If w is partly constant and partly varies directly as x and w=9 when x=4 w=27 when x= 16 find
An equation connection x and w
And (b) the value of w when x =8
K=1.5,C=3 ,when x=8 w=15
w=kx+c
9=k4+c
27=k*16+c
subtract eq 1 from eq 2
18=12k solve for k
then solve for c in either equation
To find the equation connecting x and w, we can use the information that w is part constant and part varies directly as x. Let's break this down into two parts: the constant part and the direct variation part.
1) Constant part:
From the given information, when x = 4, w = 9. This tells us that when x is 4, the value of w without the direct variation component is 9. Let's call this constant value "c".

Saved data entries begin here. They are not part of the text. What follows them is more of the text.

//! # Network Module
//!
//! Both planes run over plain sockets. This module provides the [`Endpoint`] description loaded
//! from the parameter files, and helpers to open correctly configured UDP and TCP sockets from
//! them using `socket2`.
//!
//! All receive sockets are given a read timeout so that the loops using them can check for a
//! shutdown request at least once per timeout.

// ------------------------------------------------------------------------------------------------
// MODULES
// ------------------------------------------------------------------------------------------------

pub mod framing;

// ------------------------------------------------------------------------------------------------
// IMPORTS
// ------------------------------------------------------------------------------------------------

use log::debug;
use serde::{Deserialize, Serialize};
use socket2::{Domain, Protocol, Socket, Type};
use std::{
    fmt,
    io,
    net::{SocketAddr, TcpListener, TcpStream, ToSocketAddrs, UdpSocket},
    time::Duration,
};

// ------------------------------------------------------------------------------------------------
// CONSTANTS
// ------------------------------------------------------------------------------------------------

/// Largest payload which fits in a single IPv4 UDP datagram.
pub const MAX_DATAGRAM_SIZE: usize = 65_507;

// ------------------------------------------------------------------------------------------------
// MACROS
// ------------------------------------------------------------------------------------------------

macro_rules! set_sockopts {
    ($socket:expr, $(($opt:ident, $val:expr)),+) => {
        $(
            $socket.$opt($val)
                .map_err(|e| NetError::SocketOptionError(stringify!($opt).into(), e))?;
        )+
    };
}

// ------------------------------------------------------------------------------------------------
// STRUCTS
// ------------------------------------------------------------------------------------------------

/// An address, port and transport kind.
#[derive(Debug, Clone, PartialEq, Eq, Serialize, Deserialize)]
pub struct Endpoint {
    /// Hostname or IP address
    pub address: String,

    pub port: u16,

    pub kind: TransportKind,
}

/// Represents options which can be set on a socket before it is bound or connected.
#[derive(Debug, Clone, Copy)]
pub struct SocketOptions {
    /// `SO_REUSEADDR`, allows a restarted executable to bind immediately.
    ///
    /// The default value is `true`.
    pub reuse_address: bool,

    /// `SO_RCVBUF` in bytes, `None` leaves the operating system default.
    pub recv_buffer_size: Option<usize>,

    /// `SO_SNDBUF` in bytes, `None` leaves the operating system default.
    pub send_buffer_size: Option<usize>,

    /// Timeout on blocking reads. `None` blocks forever, which should only be used for sockets
    /// that are never read.
    ///
    /// The default value is 200 ms.
    pub recv_timeout: Option<Duration>,

    /// Timeout on blocking writes.
    ///
    /// The default value is 100 ms.
    pub send_timeout: Option<Duration>,

    /// `TCP_NODELAY`, only applied to TCP streams.
    ///
    /// The default value is `true`.
    pub nodelay: bool,
}

// ------------------------------------------------------------------------------------------------
// ENUMS
// ------------------------------------------------------------------------------------------------

/// Transport used by an [`Endpoint`].
#[derive(Debug, Clone, Copy, PartialEq, Eq, Serialize, Deserialize)]
#[serde(rename_all = "snake_case")]
pub enum TransportKind {
    /// Connectionless datagrams, one record per datagram.
    Udp,

    /// A connection oriented stream, records are separated by newlines.
    Tcp,
}

/// Errors which can occur while opening a socket.
#[derive(Debug, thiserror::Error)]
pub enum NetError {
    #[error("Could not resolve {0}: {1}")]
    ResolveError(String, io::Error),

    #[error("{0} did not resolve to any address")]
    NoAddress(String),

    #[error("Could not create the socket: {0}")]
    CreateError(io::Error),

    #[error("Could not set socket option {0}: {1}")]
    SocketOptionError(String, io::Error),

    #[error("Could not bind to {0}: {1}")]
    BindError(SocketAddr, io::Error),

    #[error("Could not listen on {0}: {1}")]
    ListenError(SocketAddr, io::Error),

    #[error("Could not connect to {0}: {1}")]
    ConnectError(SocketAddr, io::Error),

    #[error("Expected a {0:?} endpoint, found {1:?}")]
    WrongTransport(TransportKind, TransportKind),
}

// ------------------------------------------------------------------------------------------------
// IMPLS
// ------------------------------------------------------------------------------------------------

impl Endpoint {
    pub fn new<S: Into<String>>(address: S, port: u16, kind: TransportKind) -> Self {
        Self {
            address: address.into(),
            port,
            kind,
        }
    }

    /// Resolve the endpoint into a socket address, preferring the first result.
    pub fn socket_addr(&self) -> Result<SocketAddr, NetError> {
        let mut addrs = (self.address.as_str(), self.port)
            .to_socket_addrs()
            .map_err(|e| NetError::ResolveError(self.to_string(), e))?;

        addrs.next().ok_or_else(|| NetError::NoAddress(self.to_string()))
    }

    fn expect_kind(&self, kind: TransportKind) -> Result<(), NetError> {
        if self.kind == kind {
            Ok(())
        } else {
            Err(NetError::WrongTransport(kind, self.kind))
        }
    }
}

impl fmt::Display for Endpoint {
    fn fmt(&self, f: &mut fmt::Formatter<'_>) -> fmt::Result {
        let kind = match self.kind {
            TransportKind::Udp => "udp",
            TransportKind::Tcp => "tcp",
        };
        write!(f, "{}://{}:{}", kind, self.address, self.port)
    }
}

impl Default for SocketOptions {
    fn default() -> Self {
        Self {
            reuse_address: true,
            recv_buffer_size: None,
            send_buffer_size: None,
            recv_timeout: Some(Duration::from_millis(200)),
            send_timeout: Some(Duration::from_millis(100)),
            nodelay: true,
        }
    }
}

// ------------------------------------------------------------------------------------------------
// FUNCTIONS
// ------------------------------------------------------------------------------------------------

/// Bind a UDP socket to a local endpoint for receiving datagrams.
pub fn bind_udp(local: &Endpoint, options: &SocketOptions) -> Result<UdpSocket, NetError> {
    local.expect_kind(TransportKind::Udp)?;
    let addr = local.socket_addr()?;

    let socket = new_socket(addr, Type::DGRAM, Protocol::UDP, options)?;
    socket
        .bind(&addr.into())
        .map_err(|e| NetError::BindError(addr, e))?;
    debug!("UDP socket bound to {}", addr);

    Ok(socket.into())
}

/// Open a UDP socket for sending datagrams to the given remote endpoint.
///
/// The socket is bound to an ephemeral port on the unspecified address of the remote's family and
/// is not connected, so that an unreachable peer does not turn later sends into errors.
pub fn udp_sender(remote: &Endpoint, options: &SocketOptions) -> Result<(UdpSocket, SocketAddr), NetError> {
    remote.expect_kind(TransportKind::Udp)?;
    let remote_addr = remote.socket_addr()?;

    let local_addr: SocketAddr = if remote_addr.is_ipv4() {
        ([0, 0, 0, 0], 0).into()
    } else {
        ([0u16; 8], 0).into()
    };

    let socket = new_socket(local_addr, Type::DGRAM, Protocol::UDP, options)?;
    socket
        .bind(&local_addr.into())
        .map_err(|e| NetError::BindError(local_addr, e))?;
    debug!("UDP sender opened for {}", remote_addr);

    Ok((socket.into(), remote_addr))
}

/// Bind a TCP listener to a local endpoint.
///
/// The listener is non-blocking so that the accept loop can poll for shutdown.
pub fn bind_tcp(local: &Endpoint, options: &SocketOptions) -> Result<TcpListener, NetError> {
    local.expect_kind(TransportKind::Tcp)?;
    let addr = local.socket_addr()?;

    let socket = new_socket(addr, Type::STREAM, Protocol::TCP, options)?;
    socket
        .bind(&addr.into())
        .map_err(|e| NetError::BindError(addr, e))?;
    socket
        .listen(1)
        .map_err(|e| NetError::ListenError(addr, e))?;
    set_sockopts!(socket, (set_nonblocking, true));
    debug!("TCP listener bound to {}", addr);

    Ok(socket.into())
}

/// Connect a TCP stream to a remote endpoint, waiting at most `timeout`.
pub fn connect_tcp(
    remote: &Endpoint,
    timeout: Duration,
    options: &SocketOptions,
) -> Result<TcpStream, NetError> {
    remote.expect_kind(TransportKind::Tcp)?;
    let addr = remote.socket_addr()?;

    let socket = new_socket(addr, Type::STREAM, Protocol::TCP, options)?;
    socket
        .connect_timeout(&addr.into(), timeout)
        .map_err(|e| NetError::ConnectError(addr, e))?;
    set_sockopts!(socket, (set_nodelay, options.nodelay));
    debug!("TCP stream connected to {}", addr);

    Ok(socket.into())
}

/// Apply the timeouts from the options to a stream accepted by a listener.
pub fn configure_accepted(stream: &TcpStream, options: &SocketOptions) -> io::Result<()> {
    stream.set_nonblocking(false)?;
    stream.set_read_timeout(options.recv_timeout)?;
    stream.set_write_timeout(options.send_timeout)?;
    stream.set_nodelay(options.nodelay)
}

/// Returns true if the error is a read or write timeout rather than a failure.
pub fn is_timeout(e: &io::Error) -> bool {
    matches!(
        e.kind(),
        io::ErrorKind::WouldBlock | io::ErrorKind::TimedOut | io::ErrorKind::Interrupted
    )
}

/// Returns true if the error means the peer of a stream has gone away.
pub fn is_disconnect(e: &io::Error) -> bool {
    matches!(
        e.kind(),
        io::ErrorKind::BrokenPipe
            | io::ErrorKind::ConnectionReset
            | io::ErrorKind::ConnectionAborted
            | io::ErrorKind::NotConnected
            | io::ErrorKind::UnexpectedEof
    )
}

// ------------------------------------------------------------------------------------------------
// PRIVATE FUNCTIONS
// ------------------------------------------------------------------------------------------------

fn new_socket(
    addr: SocketAddr,
    ty: Type,
    protocol: Protocol,
    options: &SocketOptions,
) -> Result<Socket, NetError> {
    let socket = Socket::new(Domain::for_address(addr), ty, Some(protocol))
        .map_err(NetError::CreateError)?;

    set_sockopts!(
        socket,
        (set_reuse_address, options.reuse_address),
        (set_read_timeout, options.recv_timeout),
        (set_write_timeout, options.send_timeout)
    );

    if let Some(size) = options.recv_buffer_size {
        set_sockopts!(socket, (set_recv_buffer_size, size));
    }
    if let Some(size) = options.send_buffer_size {
        set_sockopts!(socket, (set_send_buffer_size, size));
    }

    Ok(socket)
}

// ------------------------------------------------------------------------------------------------
// TESTS
// ------------------------------------------------------------------------------------------------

So, the constant part of the equation is c = 9.
2) Direct variation part:
From the given information, when x = 4, w = 9, and when x = 16, w = 27. This tells us that as x increases from 4 to 16, w increases from 9 to 27.
To find the direct variation part, we can use the formula for direct variation: w = kx, where k is the constant of variation.
Using the data from x = 4, w = 9, we can find the value of k:
9 = k * 4
k = 9/4 = 2.25
Therefore, the equation connecting x and w is:
w = 2.25x + c
Now, let's find the value of w when x = 8.
Using the equation w = 2.25x + c, we substitute x = 8:
w = 2.25(8) + c
To find the value of c, we need another data point. However, the given information does not provide any value for w when x = 8.
Hence, we cannot find the value of w when x = 8 without additional data.
To find an equation connecting x and w, we know that w is partly constant and partly varies directly as x.
Let's break this down:
- The "partly constant" part means that there's a constant value, let's call it k.
- The "varies directly" part means that w can be expressed as a multiple of x.
So, we can write the equation as:
w = kx
To find the value of k, we can substitute the given values of w and x from the first set of data points (w=9 when x=4):
9 = k * 4
Dividing both sides by 4, we get:
k = 9 / 4
Now we have the value of k, we can substitute it back into the equation:
w = (9/4) * x
Now, let's find the value of w when x = 8.
Substituting x = 8 into the equation, we have:
w = (9/4) * 8
Simplifying, we get:
w = 18
Therefore, the value of w when x = 8 is 18.